Required action
The entries below contain a stretch that opens with the line containing "use clap::Args;" and closes with the line containing "pub struct RepairPathArgs"; set down that stretch exactly, both ends included, and nothing else.

—————

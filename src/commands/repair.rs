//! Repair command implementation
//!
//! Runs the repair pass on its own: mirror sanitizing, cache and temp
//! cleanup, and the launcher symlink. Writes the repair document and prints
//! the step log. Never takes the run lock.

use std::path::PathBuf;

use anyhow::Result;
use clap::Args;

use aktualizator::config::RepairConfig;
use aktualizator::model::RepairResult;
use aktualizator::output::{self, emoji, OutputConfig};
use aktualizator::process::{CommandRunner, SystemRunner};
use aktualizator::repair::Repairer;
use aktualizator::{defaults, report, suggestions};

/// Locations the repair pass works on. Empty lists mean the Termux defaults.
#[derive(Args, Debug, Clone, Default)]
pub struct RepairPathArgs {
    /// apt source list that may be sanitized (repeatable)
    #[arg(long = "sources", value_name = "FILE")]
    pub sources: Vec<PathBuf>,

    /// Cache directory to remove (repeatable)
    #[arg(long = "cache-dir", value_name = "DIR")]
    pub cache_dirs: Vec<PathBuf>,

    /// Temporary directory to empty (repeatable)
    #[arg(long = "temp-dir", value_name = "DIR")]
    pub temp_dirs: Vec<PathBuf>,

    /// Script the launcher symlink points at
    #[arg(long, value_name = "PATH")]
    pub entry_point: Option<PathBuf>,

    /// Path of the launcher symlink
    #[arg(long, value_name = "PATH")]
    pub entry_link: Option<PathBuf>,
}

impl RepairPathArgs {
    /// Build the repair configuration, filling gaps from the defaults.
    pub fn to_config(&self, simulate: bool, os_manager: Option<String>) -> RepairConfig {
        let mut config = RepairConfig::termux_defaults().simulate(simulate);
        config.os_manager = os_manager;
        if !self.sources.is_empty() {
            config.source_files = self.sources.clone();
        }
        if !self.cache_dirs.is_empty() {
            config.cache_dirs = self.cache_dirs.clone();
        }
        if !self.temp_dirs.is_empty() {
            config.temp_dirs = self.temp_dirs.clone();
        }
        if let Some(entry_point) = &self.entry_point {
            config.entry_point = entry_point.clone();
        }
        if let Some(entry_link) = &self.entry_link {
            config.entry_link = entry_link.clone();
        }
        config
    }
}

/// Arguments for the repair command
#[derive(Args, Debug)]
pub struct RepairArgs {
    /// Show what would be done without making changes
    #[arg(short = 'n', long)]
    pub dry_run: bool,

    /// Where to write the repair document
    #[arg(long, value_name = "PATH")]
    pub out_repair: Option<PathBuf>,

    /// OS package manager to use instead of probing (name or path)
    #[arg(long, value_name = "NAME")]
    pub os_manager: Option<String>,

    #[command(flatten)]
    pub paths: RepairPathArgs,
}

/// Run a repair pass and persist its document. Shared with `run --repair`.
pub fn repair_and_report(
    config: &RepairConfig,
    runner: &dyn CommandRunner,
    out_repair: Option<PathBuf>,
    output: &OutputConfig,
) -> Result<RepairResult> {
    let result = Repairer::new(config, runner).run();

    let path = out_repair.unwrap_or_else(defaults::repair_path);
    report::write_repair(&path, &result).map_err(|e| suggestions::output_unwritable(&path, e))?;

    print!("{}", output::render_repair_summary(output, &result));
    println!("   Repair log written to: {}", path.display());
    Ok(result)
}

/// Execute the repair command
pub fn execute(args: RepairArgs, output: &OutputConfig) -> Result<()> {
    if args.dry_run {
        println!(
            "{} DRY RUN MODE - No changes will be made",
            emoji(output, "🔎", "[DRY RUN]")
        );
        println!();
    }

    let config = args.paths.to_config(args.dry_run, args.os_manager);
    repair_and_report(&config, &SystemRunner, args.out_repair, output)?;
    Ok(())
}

—————

Solution to this exercise
use clap::Args;

use aktualizator::config::RepairConfig;
use aktualizator::model::RepairResult;
use aktualizator::output::{self, emoji, OutputConfig};
use aktualizator::process::{CommandRunner, SystemRunner};
use aktualizator::repair::Repairer;
use aktualizator::{defaults, report, suggestions};

/// Locations the repair pass works on. Empty lists mean the Termux defaults.
#[derive(Args, Debug, Clone, Default)]
pub struct RepairPathArgs {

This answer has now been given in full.